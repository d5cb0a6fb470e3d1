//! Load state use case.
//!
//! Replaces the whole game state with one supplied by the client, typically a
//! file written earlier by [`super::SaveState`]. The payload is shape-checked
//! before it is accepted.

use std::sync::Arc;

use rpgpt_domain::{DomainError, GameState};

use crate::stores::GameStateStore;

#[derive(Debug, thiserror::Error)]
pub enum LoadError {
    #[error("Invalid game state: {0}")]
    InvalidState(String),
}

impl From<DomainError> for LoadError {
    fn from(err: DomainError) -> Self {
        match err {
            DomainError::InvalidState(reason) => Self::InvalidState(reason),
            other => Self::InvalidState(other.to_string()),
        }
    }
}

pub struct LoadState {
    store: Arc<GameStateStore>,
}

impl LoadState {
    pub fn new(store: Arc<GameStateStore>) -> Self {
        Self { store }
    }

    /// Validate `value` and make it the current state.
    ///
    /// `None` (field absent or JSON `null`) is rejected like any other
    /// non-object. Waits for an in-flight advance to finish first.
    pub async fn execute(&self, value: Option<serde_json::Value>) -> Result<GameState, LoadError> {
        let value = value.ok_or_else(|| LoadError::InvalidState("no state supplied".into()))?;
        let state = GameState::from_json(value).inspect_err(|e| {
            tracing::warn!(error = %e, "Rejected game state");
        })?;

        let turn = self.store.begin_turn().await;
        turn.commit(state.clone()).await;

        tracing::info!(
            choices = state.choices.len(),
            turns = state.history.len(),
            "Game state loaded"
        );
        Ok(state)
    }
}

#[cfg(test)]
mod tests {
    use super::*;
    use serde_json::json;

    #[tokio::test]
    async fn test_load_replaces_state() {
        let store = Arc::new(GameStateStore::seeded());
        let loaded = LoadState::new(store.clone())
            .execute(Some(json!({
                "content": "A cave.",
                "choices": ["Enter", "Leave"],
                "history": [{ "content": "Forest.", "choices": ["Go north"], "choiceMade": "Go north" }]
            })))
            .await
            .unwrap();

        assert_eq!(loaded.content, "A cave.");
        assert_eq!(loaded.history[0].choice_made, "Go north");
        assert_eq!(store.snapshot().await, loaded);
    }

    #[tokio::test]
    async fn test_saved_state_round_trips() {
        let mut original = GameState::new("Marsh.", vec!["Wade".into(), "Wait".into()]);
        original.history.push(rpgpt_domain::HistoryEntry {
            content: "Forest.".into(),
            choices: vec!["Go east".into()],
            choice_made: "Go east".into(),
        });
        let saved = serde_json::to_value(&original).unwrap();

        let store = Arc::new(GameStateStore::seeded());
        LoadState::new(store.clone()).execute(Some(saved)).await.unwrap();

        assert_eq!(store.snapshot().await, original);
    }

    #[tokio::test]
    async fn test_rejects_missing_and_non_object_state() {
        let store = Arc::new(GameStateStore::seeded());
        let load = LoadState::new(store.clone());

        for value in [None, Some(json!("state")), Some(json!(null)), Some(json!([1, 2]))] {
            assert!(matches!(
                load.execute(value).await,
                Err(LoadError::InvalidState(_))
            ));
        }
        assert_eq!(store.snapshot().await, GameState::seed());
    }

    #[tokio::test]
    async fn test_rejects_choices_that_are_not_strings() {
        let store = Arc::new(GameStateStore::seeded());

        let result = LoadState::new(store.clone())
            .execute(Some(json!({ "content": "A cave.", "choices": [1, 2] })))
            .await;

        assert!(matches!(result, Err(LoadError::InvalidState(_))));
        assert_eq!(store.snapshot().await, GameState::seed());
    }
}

-----

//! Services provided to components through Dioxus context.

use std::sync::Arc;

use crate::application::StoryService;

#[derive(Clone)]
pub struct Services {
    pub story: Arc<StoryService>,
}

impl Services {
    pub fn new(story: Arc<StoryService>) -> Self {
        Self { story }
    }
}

-----

What you need to do
Only those lines of the entries above that run from the line containing "repository d5cb0a6fb470e3d1" to the line containing "pub enum LoadError", both included, should be transcribed exactly.

Written response
repository d5cb0a6fb470e3d1
//! Load state use case.
//!
//! Replaces the whole game state with one supplied by the client, typically a
//! file written earlier by [`super::SaveState`]. The payload is shape-checked
//! before it is accepted.

use std::sync::Arc;

use rpgpt_domain::{DomainError, GameState};

use crate::stores::GameStateStore;

#[derive(Debug, thiserror::Error)]
pub enum LoadError {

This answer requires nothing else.